* _Data for this exercise_
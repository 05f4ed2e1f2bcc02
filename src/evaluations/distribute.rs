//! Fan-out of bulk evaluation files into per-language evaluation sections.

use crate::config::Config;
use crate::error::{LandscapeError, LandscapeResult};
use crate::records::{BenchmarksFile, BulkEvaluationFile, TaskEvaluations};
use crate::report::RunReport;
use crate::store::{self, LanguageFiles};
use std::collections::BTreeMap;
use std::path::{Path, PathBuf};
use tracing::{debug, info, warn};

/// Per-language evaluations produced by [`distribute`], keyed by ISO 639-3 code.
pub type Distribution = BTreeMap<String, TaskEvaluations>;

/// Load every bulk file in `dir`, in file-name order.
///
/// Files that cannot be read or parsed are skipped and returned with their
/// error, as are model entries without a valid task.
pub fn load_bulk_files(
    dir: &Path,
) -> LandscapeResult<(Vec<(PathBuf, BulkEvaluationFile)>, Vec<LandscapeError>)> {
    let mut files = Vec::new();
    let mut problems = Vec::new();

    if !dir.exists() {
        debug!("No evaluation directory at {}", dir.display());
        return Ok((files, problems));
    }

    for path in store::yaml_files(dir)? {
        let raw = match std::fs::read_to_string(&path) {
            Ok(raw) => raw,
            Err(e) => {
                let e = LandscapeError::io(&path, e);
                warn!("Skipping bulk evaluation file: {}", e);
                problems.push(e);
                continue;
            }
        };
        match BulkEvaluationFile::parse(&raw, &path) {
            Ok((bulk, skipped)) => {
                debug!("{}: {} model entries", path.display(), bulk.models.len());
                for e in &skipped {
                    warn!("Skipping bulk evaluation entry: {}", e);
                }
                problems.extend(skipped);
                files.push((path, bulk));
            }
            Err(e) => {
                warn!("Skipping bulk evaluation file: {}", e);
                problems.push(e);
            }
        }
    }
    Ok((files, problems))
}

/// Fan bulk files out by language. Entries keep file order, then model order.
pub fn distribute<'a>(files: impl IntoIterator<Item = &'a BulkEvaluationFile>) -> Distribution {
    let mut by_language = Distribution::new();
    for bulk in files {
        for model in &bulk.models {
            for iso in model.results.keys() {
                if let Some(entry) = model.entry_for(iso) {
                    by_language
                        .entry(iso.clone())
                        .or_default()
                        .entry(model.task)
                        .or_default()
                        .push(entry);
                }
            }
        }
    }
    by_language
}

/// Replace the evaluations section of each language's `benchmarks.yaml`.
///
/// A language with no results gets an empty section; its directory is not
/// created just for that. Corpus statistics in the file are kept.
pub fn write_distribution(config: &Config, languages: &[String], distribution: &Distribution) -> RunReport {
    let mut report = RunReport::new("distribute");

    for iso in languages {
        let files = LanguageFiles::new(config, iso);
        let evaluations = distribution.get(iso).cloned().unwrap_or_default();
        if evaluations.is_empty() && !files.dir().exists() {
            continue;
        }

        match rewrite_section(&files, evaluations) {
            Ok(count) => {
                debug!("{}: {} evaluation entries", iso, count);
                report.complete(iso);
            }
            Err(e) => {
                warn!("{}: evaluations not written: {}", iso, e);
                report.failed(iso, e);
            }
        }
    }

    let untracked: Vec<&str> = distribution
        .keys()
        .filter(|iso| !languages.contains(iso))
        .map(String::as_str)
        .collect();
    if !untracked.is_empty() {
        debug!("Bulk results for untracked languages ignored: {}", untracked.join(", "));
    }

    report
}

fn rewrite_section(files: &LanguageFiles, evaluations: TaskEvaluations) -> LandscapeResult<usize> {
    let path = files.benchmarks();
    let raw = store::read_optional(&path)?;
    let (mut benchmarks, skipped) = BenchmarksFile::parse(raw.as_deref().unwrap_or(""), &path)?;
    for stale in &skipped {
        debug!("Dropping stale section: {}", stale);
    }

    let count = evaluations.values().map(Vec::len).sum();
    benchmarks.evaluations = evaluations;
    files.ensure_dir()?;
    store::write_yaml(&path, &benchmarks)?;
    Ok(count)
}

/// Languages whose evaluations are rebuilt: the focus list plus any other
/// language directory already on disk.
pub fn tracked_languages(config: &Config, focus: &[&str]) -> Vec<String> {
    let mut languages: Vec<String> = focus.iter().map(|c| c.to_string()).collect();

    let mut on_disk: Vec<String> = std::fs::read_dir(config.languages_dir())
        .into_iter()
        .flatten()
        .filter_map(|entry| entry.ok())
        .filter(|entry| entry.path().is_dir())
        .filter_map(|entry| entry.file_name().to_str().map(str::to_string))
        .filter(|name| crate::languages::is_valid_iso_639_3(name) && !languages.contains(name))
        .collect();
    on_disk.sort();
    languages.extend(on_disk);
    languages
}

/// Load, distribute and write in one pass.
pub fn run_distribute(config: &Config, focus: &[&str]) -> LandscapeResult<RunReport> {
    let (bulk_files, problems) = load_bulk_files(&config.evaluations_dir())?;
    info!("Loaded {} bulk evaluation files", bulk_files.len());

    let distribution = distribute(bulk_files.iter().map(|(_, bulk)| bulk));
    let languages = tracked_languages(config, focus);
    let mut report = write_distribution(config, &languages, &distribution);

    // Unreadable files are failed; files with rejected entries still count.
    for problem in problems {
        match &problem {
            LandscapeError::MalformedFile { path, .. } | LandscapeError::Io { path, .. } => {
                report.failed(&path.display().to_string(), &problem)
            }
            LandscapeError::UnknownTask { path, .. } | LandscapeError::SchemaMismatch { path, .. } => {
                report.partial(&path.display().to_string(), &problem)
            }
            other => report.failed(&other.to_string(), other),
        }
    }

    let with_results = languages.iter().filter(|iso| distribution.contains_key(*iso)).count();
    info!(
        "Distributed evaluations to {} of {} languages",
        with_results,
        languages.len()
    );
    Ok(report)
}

* _Task goal_
Your answer consists solely of the lines from the top of the records above through the line that contains "use crate::report::RunReport;", each echoed exactly.

* _Solution_
repository 05f4ed2e1f2bcc02
filename src/evaluations/distribute.rs
//! Fan-out of bulk evaluation files into per-language evaluation sections.

use crate::config::Config;
use crate::error::{LandscapeError, LandscapeResult};
use crate::records::{BenchmarksFile, BulkEvaluationFile, TaskEvaluations};
use crate::report::RunReport;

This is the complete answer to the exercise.